### TASK ITEM
Look through the data that follows and say how many of its lines contain "model", giving the number only.

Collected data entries
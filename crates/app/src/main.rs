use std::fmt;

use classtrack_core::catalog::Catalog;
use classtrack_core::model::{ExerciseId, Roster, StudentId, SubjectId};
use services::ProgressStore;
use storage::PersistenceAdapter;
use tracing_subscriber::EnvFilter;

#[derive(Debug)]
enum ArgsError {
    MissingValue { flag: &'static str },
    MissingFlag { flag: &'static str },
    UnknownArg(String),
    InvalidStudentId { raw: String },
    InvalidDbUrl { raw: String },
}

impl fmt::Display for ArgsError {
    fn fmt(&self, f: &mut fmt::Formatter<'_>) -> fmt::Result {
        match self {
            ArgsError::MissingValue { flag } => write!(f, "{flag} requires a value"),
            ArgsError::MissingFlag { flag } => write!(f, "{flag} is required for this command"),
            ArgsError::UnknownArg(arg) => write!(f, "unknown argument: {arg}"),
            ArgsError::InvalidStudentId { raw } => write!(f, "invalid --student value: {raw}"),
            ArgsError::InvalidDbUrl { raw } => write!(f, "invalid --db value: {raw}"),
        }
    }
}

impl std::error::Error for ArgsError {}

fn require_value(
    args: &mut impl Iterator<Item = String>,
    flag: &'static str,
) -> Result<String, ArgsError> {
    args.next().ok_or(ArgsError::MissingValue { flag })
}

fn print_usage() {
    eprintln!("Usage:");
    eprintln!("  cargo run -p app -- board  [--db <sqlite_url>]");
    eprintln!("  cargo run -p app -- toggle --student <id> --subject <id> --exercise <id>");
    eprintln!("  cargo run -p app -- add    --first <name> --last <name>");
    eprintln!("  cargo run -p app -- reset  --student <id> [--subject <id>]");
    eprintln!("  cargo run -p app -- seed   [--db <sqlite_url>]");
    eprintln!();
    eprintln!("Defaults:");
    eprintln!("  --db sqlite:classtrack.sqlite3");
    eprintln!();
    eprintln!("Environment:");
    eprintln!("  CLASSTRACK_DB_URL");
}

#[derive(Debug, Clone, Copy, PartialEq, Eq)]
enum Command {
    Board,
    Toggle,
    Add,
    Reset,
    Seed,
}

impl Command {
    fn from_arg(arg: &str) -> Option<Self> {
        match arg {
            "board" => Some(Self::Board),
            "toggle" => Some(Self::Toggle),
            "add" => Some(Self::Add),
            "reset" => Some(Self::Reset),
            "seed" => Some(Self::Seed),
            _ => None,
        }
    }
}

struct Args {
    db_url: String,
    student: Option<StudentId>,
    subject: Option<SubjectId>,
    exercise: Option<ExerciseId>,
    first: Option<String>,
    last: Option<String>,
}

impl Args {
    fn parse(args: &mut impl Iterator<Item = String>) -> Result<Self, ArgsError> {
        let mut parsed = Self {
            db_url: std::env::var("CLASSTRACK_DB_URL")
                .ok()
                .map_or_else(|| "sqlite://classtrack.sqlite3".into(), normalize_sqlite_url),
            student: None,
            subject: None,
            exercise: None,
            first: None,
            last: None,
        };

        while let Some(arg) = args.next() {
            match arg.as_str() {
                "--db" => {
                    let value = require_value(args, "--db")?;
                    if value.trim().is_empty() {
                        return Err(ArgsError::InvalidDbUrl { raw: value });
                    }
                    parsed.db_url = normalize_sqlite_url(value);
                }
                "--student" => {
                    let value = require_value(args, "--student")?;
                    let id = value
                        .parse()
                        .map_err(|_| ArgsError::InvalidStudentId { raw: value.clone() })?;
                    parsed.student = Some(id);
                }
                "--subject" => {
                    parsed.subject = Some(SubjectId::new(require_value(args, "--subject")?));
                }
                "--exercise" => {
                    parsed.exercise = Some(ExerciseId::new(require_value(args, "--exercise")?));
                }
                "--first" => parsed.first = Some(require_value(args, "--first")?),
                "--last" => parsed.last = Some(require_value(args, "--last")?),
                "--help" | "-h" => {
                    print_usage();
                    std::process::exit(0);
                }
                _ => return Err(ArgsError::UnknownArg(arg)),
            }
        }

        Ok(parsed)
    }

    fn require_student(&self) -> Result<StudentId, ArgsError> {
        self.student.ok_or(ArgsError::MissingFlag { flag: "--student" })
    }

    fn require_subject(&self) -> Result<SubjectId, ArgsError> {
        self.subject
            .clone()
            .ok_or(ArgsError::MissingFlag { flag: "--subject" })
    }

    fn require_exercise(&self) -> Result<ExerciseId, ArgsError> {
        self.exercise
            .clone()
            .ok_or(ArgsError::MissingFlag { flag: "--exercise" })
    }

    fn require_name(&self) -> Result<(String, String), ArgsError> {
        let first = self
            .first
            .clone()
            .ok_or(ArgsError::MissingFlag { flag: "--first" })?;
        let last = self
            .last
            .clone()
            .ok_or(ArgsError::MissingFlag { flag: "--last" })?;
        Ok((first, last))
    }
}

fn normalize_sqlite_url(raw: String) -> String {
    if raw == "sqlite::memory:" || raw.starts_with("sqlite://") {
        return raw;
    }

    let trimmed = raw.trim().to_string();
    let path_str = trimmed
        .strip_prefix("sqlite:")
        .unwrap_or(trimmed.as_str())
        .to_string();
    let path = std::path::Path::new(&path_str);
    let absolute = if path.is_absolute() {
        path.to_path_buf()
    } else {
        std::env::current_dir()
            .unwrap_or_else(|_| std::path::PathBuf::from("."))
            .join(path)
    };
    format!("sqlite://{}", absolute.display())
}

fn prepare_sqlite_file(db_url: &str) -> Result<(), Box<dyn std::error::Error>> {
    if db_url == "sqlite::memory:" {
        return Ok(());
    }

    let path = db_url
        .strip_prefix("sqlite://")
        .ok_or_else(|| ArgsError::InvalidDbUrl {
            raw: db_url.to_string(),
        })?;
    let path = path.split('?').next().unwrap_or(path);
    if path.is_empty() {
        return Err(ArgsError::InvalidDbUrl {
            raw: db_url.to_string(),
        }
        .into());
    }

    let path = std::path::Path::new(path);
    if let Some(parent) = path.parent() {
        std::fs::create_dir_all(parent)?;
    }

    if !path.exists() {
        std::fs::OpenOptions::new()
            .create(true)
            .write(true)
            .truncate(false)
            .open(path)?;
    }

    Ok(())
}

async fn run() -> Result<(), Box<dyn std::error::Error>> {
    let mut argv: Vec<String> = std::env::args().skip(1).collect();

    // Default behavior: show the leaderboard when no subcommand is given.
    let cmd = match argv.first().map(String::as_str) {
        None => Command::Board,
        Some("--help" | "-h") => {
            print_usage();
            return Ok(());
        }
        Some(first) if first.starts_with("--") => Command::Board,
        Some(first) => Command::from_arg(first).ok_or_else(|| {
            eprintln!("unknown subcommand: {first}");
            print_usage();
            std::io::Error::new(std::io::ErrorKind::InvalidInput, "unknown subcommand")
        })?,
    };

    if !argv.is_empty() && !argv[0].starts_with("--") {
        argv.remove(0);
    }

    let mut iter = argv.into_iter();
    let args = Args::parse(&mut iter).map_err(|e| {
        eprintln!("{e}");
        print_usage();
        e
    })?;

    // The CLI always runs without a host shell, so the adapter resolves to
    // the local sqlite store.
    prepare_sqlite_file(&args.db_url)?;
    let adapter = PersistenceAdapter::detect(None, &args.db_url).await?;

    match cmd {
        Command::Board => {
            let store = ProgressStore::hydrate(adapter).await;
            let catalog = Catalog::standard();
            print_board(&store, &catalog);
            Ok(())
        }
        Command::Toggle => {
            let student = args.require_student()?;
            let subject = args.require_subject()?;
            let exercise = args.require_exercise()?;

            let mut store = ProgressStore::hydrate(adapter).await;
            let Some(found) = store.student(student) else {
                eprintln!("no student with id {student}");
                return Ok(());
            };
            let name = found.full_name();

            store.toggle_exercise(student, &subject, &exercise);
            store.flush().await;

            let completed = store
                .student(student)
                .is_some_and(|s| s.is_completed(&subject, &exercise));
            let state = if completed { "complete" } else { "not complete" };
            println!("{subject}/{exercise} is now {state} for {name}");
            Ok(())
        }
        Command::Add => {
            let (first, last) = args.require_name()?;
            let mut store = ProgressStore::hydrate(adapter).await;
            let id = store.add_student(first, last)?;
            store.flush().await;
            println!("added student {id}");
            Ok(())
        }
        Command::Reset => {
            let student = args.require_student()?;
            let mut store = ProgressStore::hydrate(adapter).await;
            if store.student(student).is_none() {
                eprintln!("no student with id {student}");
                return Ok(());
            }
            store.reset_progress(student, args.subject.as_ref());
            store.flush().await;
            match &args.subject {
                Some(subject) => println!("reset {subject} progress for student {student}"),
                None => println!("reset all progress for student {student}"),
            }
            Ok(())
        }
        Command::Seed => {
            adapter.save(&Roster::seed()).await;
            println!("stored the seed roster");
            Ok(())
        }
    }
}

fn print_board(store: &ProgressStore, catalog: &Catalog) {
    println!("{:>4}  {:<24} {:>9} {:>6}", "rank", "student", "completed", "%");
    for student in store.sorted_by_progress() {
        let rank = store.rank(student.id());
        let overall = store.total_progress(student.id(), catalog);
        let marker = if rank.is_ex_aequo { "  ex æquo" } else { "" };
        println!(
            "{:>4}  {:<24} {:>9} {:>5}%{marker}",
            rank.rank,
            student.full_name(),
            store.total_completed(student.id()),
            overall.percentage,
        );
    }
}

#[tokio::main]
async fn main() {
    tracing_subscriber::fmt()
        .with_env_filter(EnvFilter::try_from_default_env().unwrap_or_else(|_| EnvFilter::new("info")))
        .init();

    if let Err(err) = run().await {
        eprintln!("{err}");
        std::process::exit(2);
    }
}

...

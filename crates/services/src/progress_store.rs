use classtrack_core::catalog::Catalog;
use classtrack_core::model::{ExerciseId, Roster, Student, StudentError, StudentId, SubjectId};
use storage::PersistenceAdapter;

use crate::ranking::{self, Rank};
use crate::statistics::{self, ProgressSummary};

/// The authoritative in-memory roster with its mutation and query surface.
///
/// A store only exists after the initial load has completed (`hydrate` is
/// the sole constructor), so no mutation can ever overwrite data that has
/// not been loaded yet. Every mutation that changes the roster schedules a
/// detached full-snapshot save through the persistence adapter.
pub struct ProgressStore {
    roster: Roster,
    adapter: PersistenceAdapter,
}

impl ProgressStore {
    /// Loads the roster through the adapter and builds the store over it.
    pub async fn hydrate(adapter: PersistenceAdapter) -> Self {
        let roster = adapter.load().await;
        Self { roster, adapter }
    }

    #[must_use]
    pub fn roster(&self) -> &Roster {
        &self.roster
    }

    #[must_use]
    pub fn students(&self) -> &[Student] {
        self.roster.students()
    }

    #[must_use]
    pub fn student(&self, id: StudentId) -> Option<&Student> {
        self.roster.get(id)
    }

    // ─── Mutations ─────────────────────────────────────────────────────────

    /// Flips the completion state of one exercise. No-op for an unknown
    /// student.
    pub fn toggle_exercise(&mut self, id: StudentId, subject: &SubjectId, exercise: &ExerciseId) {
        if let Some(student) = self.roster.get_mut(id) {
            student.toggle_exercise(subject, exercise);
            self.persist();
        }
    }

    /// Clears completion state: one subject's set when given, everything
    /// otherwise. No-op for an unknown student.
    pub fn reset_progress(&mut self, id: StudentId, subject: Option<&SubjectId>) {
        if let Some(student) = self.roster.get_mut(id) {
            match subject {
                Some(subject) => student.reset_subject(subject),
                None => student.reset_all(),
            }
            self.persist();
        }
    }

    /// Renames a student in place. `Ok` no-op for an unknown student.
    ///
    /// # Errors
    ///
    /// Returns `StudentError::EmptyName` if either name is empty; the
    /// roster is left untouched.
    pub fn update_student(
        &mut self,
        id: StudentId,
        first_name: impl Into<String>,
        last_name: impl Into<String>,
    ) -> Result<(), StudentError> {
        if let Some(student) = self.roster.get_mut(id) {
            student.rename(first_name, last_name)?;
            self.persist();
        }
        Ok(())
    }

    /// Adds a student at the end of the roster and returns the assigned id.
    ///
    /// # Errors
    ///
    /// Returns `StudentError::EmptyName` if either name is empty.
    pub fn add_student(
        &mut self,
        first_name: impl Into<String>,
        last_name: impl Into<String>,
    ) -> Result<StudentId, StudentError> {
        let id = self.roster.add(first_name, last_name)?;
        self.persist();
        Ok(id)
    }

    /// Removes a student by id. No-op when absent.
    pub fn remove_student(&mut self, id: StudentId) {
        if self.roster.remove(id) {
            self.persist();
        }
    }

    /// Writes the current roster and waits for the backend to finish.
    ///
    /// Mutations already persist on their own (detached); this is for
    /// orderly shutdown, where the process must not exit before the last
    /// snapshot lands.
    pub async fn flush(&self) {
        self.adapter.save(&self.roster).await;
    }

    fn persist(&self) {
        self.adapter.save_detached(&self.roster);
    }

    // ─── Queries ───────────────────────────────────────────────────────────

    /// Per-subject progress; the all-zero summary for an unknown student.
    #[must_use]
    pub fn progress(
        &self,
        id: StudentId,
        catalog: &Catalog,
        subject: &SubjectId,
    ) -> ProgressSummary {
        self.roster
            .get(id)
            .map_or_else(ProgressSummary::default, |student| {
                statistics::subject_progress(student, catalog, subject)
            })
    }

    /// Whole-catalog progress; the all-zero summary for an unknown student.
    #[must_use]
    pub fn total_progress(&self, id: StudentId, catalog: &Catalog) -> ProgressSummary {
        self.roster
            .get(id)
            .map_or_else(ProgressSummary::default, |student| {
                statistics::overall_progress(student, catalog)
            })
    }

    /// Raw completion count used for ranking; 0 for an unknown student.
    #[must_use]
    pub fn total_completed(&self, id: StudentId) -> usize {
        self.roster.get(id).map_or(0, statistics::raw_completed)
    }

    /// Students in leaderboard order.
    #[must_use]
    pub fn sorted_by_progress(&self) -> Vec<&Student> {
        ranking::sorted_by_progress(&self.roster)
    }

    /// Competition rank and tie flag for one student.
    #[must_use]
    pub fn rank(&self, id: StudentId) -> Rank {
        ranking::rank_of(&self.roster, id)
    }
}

### RESPONSE AREA
2